How long will it last, unfortunately its one of those 'how long is a peice of string' questions, no body really knows. :o(

HUGS..........JJ

I had my SSEP test this morning....this afternoon my neurologist called me....He said my SSEP was ok... but explained I have a demyelinating disease most likely MS. He explained everything in great detail and let me ask questions...He has ordered a bunch of blood work to rule out other demyelinating diseases. (Which I had most of the tests done in the hospital last month....and they came back ok) Anyway he wants them done again. He talked about sending me to an MS specialist about maybe starting treatment. He said he will let me know when the blood work comes back.

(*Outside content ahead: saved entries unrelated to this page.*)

//! Reading layers and persisting Conefor inputs.

pub mod geojson;
pub mod text;
pub mod vector;

pub use self::geojson::{load_layer, parse_layer};
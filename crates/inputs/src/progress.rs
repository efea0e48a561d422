//! Run-wide progress counter and the per-query shares it is split into.

use conefor_common::EventBus;

/// Share of a query's budget spent on analysis; the rest covers saving
const ANALYSIS_SHARE: f64 = 0.8;

/// Progress accumulator owned by the worker.
///
/// Increments are published on the bus whenever the whole percent changes,
/// so observers see the counter move through the O(n²) loops and not only
/// at the end.
pub struct Progress {
    value: f64,
    bus: EventBus,
    last_emitted: Option<u8>,
}

impl Progress {
    pub fn new(bus: EventBus) -> Self {
        Self {
            value: 0.0,
            bus,
            last_emitted: None,
        }
    }

    pub fn value(&self) -> f64 {
        self.value
    }

    /// Back to zero; emitted at the start and end of each run
    pub fn reset(&mut self) {
        self.value = 0.0;
        self.last_emitted = Some(0);
        self.bus.progress(0);
    }

    /// Add `amount` percent, clamped to 100
    pub fn advance(&mut self, amount: f64) {
        if amount <= 0.0 || !amount.is_finite() {
            return;
        }
        self.value = (self.value + amount).min(100.0);
        let percent = self.value.floor() as u8;
        if self.last_emitted == Some(percent) {
            return;
        }
        self.last_emitted = Some(percent);
        self.bus.progress(percent);
    }

    pub fn last_emitted(&self) -> Option<u8> {
        self.last_emitted
    }

    pub fn bus(&self) -> &EventBus {
        &self.bus
    }
}

/// Pre-allocated progress for one query
#[derive(Debug, Clone, Copy, PartialEq)]
pub struct QueryBudget {
    pub analysis: f64,
    pub save: f64,
}

impl QueryBudget {
    /// Split `total` between analysis and saving
    pub fn split(total: f64) -> Self {
        Self {
            analysis: total * ANALYSIS_SHARE,
            save: total * (1.0 - ANALYSIS_SHARE),
        }
    }

    pub fn total(&self) -> f64 {
        self.analysis + self.save
    }

    /// Analysis increment for each of `steps` outer iterations
    pub fn per_step(&self, steps: usize) -> f64 {
        if steps == 0 {
            0.0
        } else {
            self.analysis / steps as f64
        }
    }
}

A NOTE TO EVERYONE: I had 2 brain MRI's done last month. Both radiology reports said normal brain MRI result. My neurologist saw 2 lesions on my brain stem right away (very obvious I might add) he sent my pictures to a neuroradiologist to make sure. The neuroradiologist said immediately...those are demyelination lesions. My neuro asked him if they could be from a stroke or vascular......he said no..he was sure they were from demyelination...then my neuro told him my symptoms and history.
THE MORAL OF THE STORY: don't trust radiology reports! Make sure you have your films/discs read by your neurologist or a neuroradiologist!!

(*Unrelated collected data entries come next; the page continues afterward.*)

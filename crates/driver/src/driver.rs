use std::env;
use std::fs;
use std::io::{BufRead, BufReader, Read};
use std::path::{Path, PathBuf};
use std::process::{Command, Stdio};
use std::thread;

use conefor_common::{EventBus, InfoSection};
use tracing::{debug, info, warn};

use crate::{
    DriverError,
    merge::{created_files, merge_outputs, snapshot},
    options::ConeforOptions,
};

/// Executable names tried when looking Conefor up on the PATH
const EXECUTABLE_NAMES: [&str; 4] = ["coneforWin64.exe", "conefor", "Conefor", "conefor.exe"];

/// Inputs copied next to the executable; removed again on drop
struct StagedInputs(Vec<PathBuf>);

impl Drop for StagedInputs {
    fn drop(&mut self) {
        for path in &self.0 {
            if let Err(e) = fs::remove_file(path) {
                warn!("Could not remove staged input {}: {}", path.display(), e);
            }
        }
    }
}

/// Runs the Conefor command line tool.
///
/// Conefor reads its inputs from and writes its results to its own
/// directory, so every run is executed there and the results are moved out
/// afterwards.
#[derive(Debug, Clone)]
pub struct ConeforDriver {
    executable: PathBuf,
}

impl ConeforDriver {
    /// Look for Conefor on the PATH
    pub fn find() -> Result<Self, DriverError> {
        let path = Self::find_executable()?;
        Ok(Self { executable: path })
    }

    pub fn with_path(executable: impl Into<PathBuf>) -> Result<Self, DriverError> {
        let executable = executable.into();
        if !executable.is_file() {
            return Err(DriverError::Initialization(format!(
                "Conefor executable not found at: {}",
                executable.display()
            )));
        }
        Ok(Self { executable })
    }

    fn find_executable() -> Result<PathBuf, DriverError> {
        if let Some(path_var) = env::var_os("PATH") {
            for dir in env::split_paths(&path_var) {
                for name in EXECUTABLE_NAMES {
                    let candidate = dir.join(name);
                    if candidate.is_file() {
                        return Ok(candidate);
                    }
                }
            }
        }

        Err(DriverError::Initialization(
            "Conefor executable not found. Install it or specify the path.".to_string(),
        ))
    }

    pub fn executable(&self) -> &Path {
        &self.executable
    }

    /// Directory Conefor runs in
    pub fn working_dir(&self) -> Result<PathBuf, DriverError> {
        let dir = self
            .executable
            .parent()
            .filter(|dir| !dir.as_os_str().is_empty())
            .map(Path::to_path_buf)
            .unwrap_or_else(|| PathBuf::from("."));
        Ok(dir.canonicalize()?)
    }

    pub fn build_command(&self, options: &ConeforOptions) -> Result<Command, DriverError> {
        options.validate()?;
        let mut cmd = Command::new(&self.executable);
        cmd.args(options.arguments())
            .current_dir(self.working_dir()?)
            .stdout(Stdio::piped())
            .stderr(Stdio::piped());
        Ok(cmd)
    }

    fn stage(&self, dir: &Path, options: &ConeforOptions) -> Result<StagedInputs, DriverError> {
        let mut staged = StagedInputs(Vec::new());
        for input in [&options.node_file, &options.connection_file] {
            let name = input.file_name().ok_or_else(|| {
                DriverError::InvalidOptions(format!("'{}' is not a file", input.display()))
            })?;
            let target = dir.join(name);
            let already_there = input
                .canonicalize()
                .map(|source| source == target)
                .unwrap_or(false);
            if already_there {
                continue;
            }
            fs::copy(input, &target)?;
            staged.0.push(target);
        }
        Ok(staged)
    }

    /// Run Conefor and move its results into `output_dir`.
    ///
    /// Each stdout line is published as an external info event while the
    /// tool runs. Returns the merged result files.
    pub fn run(
        &self,
        options: &ConeforOptions,
        output_dir: &Path,
        bus: &EventBus,
    ) -> Result<Vec<PathBuf>, DriverError> {
        let mut cmd = self.build_command(options)?;
        let dir = self.working_dir()?;

        let staged = self.stage(&dir, options)?;
        let before = snapshot(&dir)?;

        info!("Executing Conefor command: {:?}", cmd);
        let mut child = cmd
            .spawn()
            .map_err(|e| DriverError::Execution(format!("could not start {}: {}", self.executable.display(), e)))?;

        // Drain stderr on the side so a chatty tool cannot block on a full pipe
        let stderr = child.stderr.take().map(|mut pipe| {
            thread::spawn(move || {
                let mut bytes = Vec::new();
                if let Err(e) = pipe.read_to_end(&mut bytes) {
                    warn!("Could not read Conefor stderr: {}", e);
                }
                String::from_utf8_lossy(&bytes).into_owned()
            })
        });

        if let Some(stdout) = child.stdout.take() {
            for line in BufReader::new(stdout).lines() {
                let line = line?;
                debug!("conefor: {}", line);
                bus.info(line, InfoSection::External);
            }
        }

        let status = child.wait()?;
        let stderr = stderr
            .and_then(|handle| handle.join().ok())
            .unwrap_or_default();
        if !status.success() {
            return Err(DriverError::Execution(format!(
                "{}: {}",
                status,
                stderr.trim()
            )));
        }

        let after = snapshot(&dir)?;
        let created = created_files(&before, &after);
        drop(staged);

        let merged = merge_outputs(&created, output_dir)?;
        info!("Conefor produced {} result file(s)", merged.len());
        Ok(merged)
    }
}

Because this is technically my first attack...he can't put MS in the diagnosis....(he called it something else) he said he is going to put... definate demyelinating disease...

QUESTION: I am feeling better...finally...after feeling horrible for weeks....BUT I still lose my balance (not as much)...my legs and arms still feel weak...I still drop things and I get shaky....DOES this usually go away or will it continue? If it does continue how long does it usually last? ....just wondering :)

Thanks,

Laurie  :)

Hi ,Laurie. I think most of us here understand the concept of being 'happy' to get the diagnosis of MS.  It does sound crazy to anyone who hasn't been there. A lot of times the opthamologists are the ones who catch the ON and  start the diagnostic process.

I am so glad you found some good doctors who have kept an open mind .  Keep us filled in on how the next few days unfold and know we're here for you.

best, Lulu

thanks everyone for the encouragement!! I am by no means "happy" to be told I probably have MS. But I am VERY happy to get some answers! Just over one month ago I was in the hospital. The on staff neurologist VERY quickly examined me...when I tried to tell him my symptoms...he cut me off and said..  "I have heard enough"  .... said my exam was normal and talked anxiety.... that is before any tests were even done!. 20 years ago when I had similar symptoms...docs treated me like I was crazy....they finally said I had fibromyalgia...I have never gotten answers OR had anyone take me seriously....after a while that messes with your mind....you begin to think everything is in your head...you doubt your own sanity! If I sounded happy...in a way I am! Happy to know I am not crazy or just imaging all these horrible symptoms....I have a good friend I have known for 20years. She has had MS since she was 22yr...now she is 56. she is not doing good...my heart breaks for her. This is a terrible disease...I wouldn't wish this on anyone! I am however thankful there are people out there...like you guys/gals who are helping each other and people like me. I don't feel alone or "crazy"....I am glad to get a diagnosis..or at least close to one...Only people who have been through what we've been through could understand how we could be "happy" to get a diagnosis of MS. When the doctor officially writes down ....DX..Multiple Sclerosis...then I am sure I will freak out....right now I am just happy the puzzle pieces are coming together.

Thanks to all...

Laurie  :)

I don't think congrats are quite in order, but I'm glad you are finally getting the answers that you need.  I know all to well how frustrating it can be to not know what is wrong with you.

Laura

Agreed! Not glad about the MS of course yet glad you're getting answers :)

Well, I can't say I'm glad you have MS...  At least now that you have a name for the illness, your doctors can take steps to help you manage it.